MATERIAL FOR THE TASK.

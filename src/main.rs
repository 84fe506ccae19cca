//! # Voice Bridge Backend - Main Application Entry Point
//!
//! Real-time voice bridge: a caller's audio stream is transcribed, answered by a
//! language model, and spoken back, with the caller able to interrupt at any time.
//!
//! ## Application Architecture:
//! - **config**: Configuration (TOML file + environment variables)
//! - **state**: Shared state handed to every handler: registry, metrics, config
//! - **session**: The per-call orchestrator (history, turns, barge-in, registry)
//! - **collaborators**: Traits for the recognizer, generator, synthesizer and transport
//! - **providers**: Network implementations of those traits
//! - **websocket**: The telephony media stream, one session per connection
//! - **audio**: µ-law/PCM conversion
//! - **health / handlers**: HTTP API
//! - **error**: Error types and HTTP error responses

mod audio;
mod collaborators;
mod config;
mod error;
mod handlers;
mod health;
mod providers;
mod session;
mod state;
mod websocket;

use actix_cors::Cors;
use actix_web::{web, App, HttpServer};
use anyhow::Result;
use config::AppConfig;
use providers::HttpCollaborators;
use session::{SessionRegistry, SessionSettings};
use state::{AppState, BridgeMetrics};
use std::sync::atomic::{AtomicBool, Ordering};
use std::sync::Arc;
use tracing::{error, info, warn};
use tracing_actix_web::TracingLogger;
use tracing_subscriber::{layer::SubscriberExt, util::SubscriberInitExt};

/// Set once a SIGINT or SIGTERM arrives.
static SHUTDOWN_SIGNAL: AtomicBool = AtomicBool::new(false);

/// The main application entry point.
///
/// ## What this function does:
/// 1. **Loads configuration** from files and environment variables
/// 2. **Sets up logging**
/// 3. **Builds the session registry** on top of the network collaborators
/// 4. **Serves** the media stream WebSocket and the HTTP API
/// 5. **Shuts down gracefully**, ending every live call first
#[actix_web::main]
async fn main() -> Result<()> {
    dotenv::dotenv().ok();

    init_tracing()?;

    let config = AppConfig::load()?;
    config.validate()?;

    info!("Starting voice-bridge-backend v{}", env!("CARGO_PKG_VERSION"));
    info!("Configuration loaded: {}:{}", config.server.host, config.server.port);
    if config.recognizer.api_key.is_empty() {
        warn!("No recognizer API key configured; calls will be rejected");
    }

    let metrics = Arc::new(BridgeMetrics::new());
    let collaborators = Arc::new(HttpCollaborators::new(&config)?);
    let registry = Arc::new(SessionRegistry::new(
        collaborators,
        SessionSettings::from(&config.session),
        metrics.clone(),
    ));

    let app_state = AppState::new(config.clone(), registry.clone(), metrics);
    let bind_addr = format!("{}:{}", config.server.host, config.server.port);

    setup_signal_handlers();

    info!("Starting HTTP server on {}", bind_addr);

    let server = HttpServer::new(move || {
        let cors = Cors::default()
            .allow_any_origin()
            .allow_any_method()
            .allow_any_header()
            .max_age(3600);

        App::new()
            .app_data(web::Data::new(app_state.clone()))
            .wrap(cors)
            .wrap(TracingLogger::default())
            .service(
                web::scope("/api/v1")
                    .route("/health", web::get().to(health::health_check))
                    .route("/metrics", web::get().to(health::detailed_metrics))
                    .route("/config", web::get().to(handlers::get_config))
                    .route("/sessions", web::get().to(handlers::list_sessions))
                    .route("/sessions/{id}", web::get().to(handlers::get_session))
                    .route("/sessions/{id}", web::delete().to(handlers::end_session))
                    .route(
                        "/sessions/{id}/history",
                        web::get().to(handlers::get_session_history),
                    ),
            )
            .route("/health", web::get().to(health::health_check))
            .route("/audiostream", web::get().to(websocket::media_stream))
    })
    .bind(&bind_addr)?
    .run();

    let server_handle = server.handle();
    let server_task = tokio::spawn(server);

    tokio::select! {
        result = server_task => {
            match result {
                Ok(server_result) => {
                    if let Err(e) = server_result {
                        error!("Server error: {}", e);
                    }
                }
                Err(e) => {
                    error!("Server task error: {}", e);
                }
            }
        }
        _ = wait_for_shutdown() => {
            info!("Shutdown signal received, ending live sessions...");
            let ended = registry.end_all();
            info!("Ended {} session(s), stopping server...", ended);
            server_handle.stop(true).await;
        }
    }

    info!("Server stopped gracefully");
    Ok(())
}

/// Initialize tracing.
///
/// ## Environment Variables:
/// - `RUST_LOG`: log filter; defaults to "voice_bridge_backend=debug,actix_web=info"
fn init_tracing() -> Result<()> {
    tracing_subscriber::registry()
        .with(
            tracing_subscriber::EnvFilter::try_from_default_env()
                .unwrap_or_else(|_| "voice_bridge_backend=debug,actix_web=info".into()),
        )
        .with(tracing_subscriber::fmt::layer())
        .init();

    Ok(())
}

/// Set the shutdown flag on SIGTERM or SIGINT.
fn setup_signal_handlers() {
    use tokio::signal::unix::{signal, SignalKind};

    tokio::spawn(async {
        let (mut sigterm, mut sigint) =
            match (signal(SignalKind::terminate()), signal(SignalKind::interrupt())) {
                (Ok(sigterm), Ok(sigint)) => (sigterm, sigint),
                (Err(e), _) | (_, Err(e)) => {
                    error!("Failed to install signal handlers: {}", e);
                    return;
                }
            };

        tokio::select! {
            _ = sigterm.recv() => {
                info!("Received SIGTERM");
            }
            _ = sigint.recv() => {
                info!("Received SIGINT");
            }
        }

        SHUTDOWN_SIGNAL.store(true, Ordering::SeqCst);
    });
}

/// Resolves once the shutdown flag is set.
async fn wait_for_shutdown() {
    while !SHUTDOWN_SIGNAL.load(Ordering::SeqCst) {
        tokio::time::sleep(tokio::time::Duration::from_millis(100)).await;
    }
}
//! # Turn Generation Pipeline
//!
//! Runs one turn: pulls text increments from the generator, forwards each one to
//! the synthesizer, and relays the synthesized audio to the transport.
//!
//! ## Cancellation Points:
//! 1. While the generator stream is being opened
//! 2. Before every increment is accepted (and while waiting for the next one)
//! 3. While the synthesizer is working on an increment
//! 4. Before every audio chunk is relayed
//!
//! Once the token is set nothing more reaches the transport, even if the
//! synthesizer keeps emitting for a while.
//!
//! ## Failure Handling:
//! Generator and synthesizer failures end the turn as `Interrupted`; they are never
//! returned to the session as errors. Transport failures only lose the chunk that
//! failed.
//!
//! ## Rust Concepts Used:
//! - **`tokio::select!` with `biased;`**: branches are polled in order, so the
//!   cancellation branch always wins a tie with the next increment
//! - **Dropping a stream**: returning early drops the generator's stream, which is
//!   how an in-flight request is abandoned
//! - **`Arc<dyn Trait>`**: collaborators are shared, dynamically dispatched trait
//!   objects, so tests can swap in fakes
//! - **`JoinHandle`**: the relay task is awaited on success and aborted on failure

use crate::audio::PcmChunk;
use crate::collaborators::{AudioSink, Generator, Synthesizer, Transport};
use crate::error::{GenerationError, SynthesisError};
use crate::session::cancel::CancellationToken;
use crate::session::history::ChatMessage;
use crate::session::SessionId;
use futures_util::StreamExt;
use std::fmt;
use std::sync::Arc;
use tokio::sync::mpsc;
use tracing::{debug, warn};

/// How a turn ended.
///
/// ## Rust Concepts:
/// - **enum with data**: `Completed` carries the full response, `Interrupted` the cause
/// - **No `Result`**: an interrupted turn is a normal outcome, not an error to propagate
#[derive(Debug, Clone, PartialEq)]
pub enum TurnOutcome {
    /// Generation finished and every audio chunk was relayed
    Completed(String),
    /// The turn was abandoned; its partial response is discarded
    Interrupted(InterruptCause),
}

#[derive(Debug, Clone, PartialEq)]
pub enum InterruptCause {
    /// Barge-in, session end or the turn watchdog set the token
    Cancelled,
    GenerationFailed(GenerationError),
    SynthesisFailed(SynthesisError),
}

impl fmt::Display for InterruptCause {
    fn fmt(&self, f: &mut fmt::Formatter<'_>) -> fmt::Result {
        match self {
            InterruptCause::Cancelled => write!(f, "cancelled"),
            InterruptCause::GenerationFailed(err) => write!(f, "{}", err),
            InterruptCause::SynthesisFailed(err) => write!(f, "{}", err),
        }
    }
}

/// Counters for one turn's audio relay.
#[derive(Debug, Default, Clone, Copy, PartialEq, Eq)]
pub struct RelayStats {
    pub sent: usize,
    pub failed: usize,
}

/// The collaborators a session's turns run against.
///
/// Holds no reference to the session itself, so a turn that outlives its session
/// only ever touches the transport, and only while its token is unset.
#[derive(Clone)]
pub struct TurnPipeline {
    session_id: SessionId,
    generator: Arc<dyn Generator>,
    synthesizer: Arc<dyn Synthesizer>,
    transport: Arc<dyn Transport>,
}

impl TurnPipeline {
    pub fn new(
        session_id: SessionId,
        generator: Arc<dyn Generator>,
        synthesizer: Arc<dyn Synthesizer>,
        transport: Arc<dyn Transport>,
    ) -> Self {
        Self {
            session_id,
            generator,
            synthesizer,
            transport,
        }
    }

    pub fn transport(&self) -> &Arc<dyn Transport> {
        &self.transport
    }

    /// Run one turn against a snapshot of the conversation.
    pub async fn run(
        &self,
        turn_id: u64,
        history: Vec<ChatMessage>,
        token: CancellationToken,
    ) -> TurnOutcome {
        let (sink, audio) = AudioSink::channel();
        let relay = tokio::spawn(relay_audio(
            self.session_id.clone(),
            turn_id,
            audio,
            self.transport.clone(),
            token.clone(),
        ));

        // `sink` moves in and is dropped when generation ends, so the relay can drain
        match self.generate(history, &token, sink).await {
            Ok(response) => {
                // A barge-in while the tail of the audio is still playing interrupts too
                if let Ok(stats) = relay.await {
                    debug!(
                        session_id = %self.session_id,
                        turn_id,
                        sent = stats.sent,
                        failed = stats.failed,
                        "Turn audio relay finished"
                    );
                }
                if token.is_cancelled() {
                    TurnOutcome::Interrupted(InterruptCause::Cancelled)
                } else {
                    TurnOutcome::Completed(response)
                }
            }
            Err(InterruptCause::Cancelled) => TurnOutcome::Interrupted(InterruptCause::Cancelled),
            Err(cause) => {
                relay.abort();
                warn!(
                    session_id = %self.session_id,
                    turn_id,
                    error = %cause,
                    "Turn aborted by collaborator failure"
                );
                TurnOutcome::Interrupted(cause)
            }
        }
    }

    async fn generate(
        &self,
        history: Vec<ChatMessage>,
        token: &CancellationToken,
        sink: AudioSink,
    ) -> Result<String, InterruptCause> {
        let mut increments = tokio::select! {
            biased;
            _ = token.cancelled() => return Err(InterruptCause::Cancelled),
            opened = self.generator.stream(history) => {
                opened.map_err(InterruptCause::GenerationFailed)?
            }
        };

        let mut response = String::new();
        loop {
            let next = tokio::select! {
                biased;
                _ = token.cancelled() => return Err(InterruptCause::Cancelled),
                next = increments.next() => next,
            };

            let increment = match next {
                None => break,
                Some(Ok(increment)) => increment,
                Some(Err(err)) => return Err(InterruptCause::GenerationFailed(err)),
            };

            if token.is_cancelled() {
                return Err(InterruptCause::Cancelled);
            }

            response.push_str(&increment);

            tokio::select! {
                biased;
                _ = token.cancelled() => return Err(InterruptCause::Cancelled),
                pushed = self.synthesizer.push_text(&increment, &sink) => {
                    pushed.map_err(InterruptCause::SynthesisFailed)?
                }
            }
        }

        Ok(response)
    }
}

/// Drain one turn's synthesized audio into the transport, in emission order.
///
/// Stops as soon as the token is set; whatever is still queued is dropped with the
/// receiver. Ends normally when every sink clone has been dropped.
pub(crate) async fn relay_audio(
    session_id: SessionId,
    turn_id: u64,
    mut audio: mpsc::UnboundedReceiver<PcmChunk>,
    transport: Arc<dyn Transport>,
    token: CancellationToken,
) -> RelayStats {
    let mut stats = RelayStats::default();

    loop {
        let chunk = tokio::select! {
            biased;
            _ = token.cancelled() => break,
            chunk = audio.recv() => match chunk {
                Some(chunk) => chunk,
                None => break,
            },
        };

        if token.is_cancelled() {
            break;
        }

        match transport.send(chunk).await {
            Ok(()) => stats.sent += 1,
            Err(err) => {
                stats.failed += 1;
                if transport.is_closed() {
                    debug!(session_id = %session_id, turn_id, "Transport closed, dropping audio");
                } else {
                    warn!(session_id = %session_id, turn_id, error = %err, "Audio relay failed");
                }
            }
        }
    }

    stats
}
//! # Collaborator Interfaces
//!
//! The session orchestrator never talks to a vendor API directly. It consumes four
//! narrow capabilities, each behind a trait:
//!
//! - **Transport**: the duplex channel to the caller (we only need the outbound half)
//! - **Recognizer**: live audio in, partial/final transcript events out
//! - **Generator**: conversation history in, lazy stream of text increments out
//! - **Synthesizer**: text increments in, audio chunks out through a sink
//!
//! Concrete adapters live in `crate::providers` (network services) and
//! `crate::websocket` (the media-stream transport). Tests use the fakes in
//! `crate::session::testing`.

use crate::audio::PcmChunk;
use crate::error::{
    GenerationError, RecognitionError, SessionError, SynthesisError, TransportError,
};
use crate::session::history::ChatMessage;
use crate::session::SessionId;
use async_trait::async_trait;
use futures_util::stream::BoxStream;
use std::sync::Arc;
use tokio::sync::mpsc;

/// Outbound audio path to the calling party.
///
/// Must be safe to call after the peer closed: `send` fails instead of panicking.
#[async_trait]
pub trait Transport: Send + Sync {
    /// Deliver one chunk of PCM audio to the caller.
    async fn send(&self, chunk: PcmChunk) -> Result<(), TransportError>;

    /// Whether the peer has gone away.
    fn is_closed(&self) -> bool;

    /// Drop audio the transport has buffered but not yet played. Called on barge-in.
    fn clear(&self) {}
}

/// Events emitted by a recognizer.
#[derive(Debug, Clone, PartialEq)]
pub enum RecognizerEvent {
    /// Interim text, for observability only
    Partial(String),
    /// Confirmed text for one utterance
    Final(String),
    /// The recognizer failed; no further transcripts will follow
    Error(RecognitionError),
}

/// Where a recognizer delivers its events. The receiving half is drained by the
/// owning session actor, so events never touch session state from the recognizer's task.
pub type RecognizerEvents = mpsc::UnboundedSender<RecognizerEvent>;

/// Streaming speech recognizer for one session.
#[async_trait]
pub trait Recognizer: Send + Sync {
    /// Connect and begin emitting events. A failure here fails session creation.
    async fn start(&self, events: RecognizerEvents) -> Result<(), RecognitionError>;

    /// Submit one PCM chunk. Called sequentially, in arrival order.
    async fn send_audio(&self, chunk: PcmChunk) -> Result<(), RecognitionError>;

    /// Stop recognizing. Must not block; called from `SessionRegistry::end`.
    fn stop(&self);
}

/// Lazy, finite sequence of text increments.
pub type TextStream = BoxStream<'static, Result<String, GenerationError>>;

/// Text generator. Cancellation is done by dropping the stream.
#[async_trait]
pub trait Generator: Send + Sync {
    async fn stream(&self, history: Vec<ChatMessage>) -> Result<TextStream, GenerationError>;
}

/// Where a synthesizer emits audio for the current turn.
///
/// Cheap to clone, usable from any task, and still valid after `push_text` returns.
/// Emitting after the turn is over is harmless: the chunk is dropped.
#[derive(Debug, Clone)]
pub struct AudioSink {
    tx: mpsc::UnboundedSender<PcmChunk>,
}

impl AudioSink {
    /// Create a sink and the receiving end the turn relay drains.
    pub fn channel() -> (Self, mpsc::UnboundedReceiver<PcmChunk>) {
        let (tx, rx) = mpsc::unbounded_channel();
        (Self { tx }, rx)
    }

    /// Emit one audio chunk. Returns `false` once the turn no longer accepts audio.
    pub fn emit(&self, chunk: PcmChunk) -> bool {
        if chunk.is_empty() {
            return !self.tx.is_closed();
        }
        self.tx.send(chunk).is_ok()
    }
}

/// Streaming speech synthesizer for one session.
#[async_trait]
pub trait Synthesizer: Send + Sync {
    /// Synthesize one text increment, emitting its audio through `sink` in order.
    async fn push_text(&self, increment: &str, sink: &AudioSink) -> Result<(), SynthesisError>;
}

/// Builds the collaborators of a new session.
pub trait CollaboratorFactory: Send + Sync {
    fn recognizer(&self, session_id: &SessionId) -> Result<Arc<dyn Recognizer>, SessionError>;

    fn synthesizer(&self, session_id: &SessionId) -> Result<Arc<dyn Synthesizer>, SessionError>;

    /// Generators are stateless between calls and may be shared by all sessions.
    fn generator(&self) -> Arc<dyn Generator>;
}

WHAT YOU NEED TO DO.
The expected answer is a copy of each line above containing "enum".

TASK ANSWER.
/// - **enum with data**: `Completed` carries the full response, `Interrupted` the cause
pub enum TurnOutcome {
pub enum InterruptCause {
pub enum RecognizerEvent {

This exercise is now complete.